Затем вы можете превратить свою сеть в "phylo"
которые могут быть использованы ape
и, вероятно, ggtree
принуждая это:
# Converting into a phylo object
phylo <- as.phylo(distances)
Но опять же, обратите внимание, что это результирующее дерево, вероятно, является неправильным в филогенетическом смысле (т.е. предполагает спуск с модификацией), и я настоятельно рекомендую просто оценить дерево с использованием подхода, основанного на модели (например, с помощью MrBayes или BEAST2).

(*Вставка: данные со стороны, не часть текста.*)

/**
 * User Model and Database Operations
 *
 * Each user has two ids: the integer row id (`id`) used inside storage and
 * inside session tokens, and the `user_id` string that is their public
 * `UserIdentity`. Only the latter ever appears in relay frames, friend lists
 * or chat history.
 */

use chrono::{DateTime, Utc};
use serde::{Deserialize, Serialize};
use sqlx::SqlitePool;

use crate::shared::UserIdentity;

/// Maximum number of results returned by `search_users`
pub const SEARCH_LIMIT: i64 = 20;

/// User row
#[derive(Debug, Clone, Serialize, Deserialize, sqlx::FromRow)]
pub struct User {
    /// Internal row id
    pub id: i64,
    /// Public identity (UUID string)
    pub user_id: String,
    /// Username (unique, 3-30 chars, alphanumeric + underscore)
    pub username: String,
    /// User email address
    pub email: String,
    /// Hashed password (bcrypt)
    pub password_hash: String,
    pub created_at: DateTime<Utc>,
}

impl User {
    pub fn identity(&self) -> UserIdentity {
        UserIdentity::new(self.user_id.clone())
    }
}

/// Create a new user
pub async fn create_user(
    pool: &SqlitePool,
    identity: &UserIdentity,
    username: &str,
    email: &str,
    password_hash: &str,
) -> Result<User, sqlx::Error> {
    let user = sqlx::query_as::<_, User>(
        r#"
        INSERT INTO users (user_id, username, email, password_hash, created_at)
        VALUES (?, ?, ?, ?, ?)
        RETURNING id, user_id, username, email, password_hash, created_at
        "#,
    )
    .bind(identity.as_str())
    .bind(username)
    .bind(email)
    .bind(password_hash)
    .bind(Utc::now())
    .fetch_one(pool)
    .await?;

    Ok(user)
}

/// Get user by username or email
pub async fn get_user_by_login(
    pool: &SqlitePool,
    login: &str,
) -> Result<Option<User>, sqlx::Error> {
    sqlx::query_as::<_, User>(
        r#"
        SELECT id, user_id, username, email, password_hash, created_at
        FROM users
        WHERE username = ? OR email = ?
        "#,
    )
    .bind(login)
    .bind(login)
    .fetch_optional(pool)
    .await
}

/// Get user by username
pub async fn get_user_by_username(
    pool: &SqlitePool,
    username: &str,
) -> Result<Option<User>, sqlx::Error> {
    sqlx::query_as::<_, User>(
        r#"
        SELECT id, user_id, username, email, password_hash, created_at
        FROM users
        WHERE username = ?
        "#,
    )
    .bind(username)
    .fetch_optional(pool)
    .await
}

/// Get user by internal row id
pub async fn get_user_by_row_id(pool: &SqlitePool, id: i64) -> Result<Option<User>, sqlx::Error> {
    sqlx::query_as::<_, User>(
        r#"
        SELECT id, user_id, username, email, password_hash, created_at
        FROM users
        WHERE id = ?
        "#,
    )
    .bind(id)
    .fetch_optional(pool)
    .await
}

/// Whether a username or email is already registered
pub async fn user_exists(pool: &SqlitePool, username: &str, email: &str) -> Result<bool, sqlx::Error> {
    let count: i64 = sqlx::query_scalar("SELECT COUNT(*) FROM users WHERE username = ? OR email = ?")
        .bind(username)
        .bind(email)
        .fetch_one(pool)
        .await?;
    Ok(count > 0)
}

/// Users whose username contains `query`, excluding `exclude`
pub async fn search_users(
    pool: &SqlitePool,
    query: &str,
    exclude: &UserIdentity,
) -> Result<Vec<User>, sqlx::Error> {
    sqlx::query_as::<_, User>(
        r#"
        SELECT id, user_id, username, email, password_hash, created_at
        FROM users
        WHERE username LIKE '%' || ? || '%' AND user_id != ?
        ORDER BY username
        LIMIT ?
        "#,
    )
    .bind(query)
    .bind(exclude.as_str())
    .bind(SEARCH_LIMIT)
    .fetch_all(pool)
    .await
}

Двоичные данные могут быть эффективно использованы для построения филогенетического дерева с помощью MrBayes, как упоминалось @thomas-guillerme. Входной файл должен включать в себя двоичный файл data
блок и mrbayes
команды.
#nexus
begin data;
dimensions ntax = 5 nchar = 10;
format datatype = restriction;
matrix
A 0011001100
B 1100110011
C 0011001101
D 1011001101
E 1000110011;
end;
begin mrbayes;
lset coding = variable;
mcmc ngen = 1000000 samplefreq = 1000;
sump burnin = 200;
sumt burnin = 200;
end;
Длина mcmc
пробег должен быть скорректирован с учетом сходимости цепи. Для начала код должен дать хорошее представление об отношениях, которые могут вывести данные.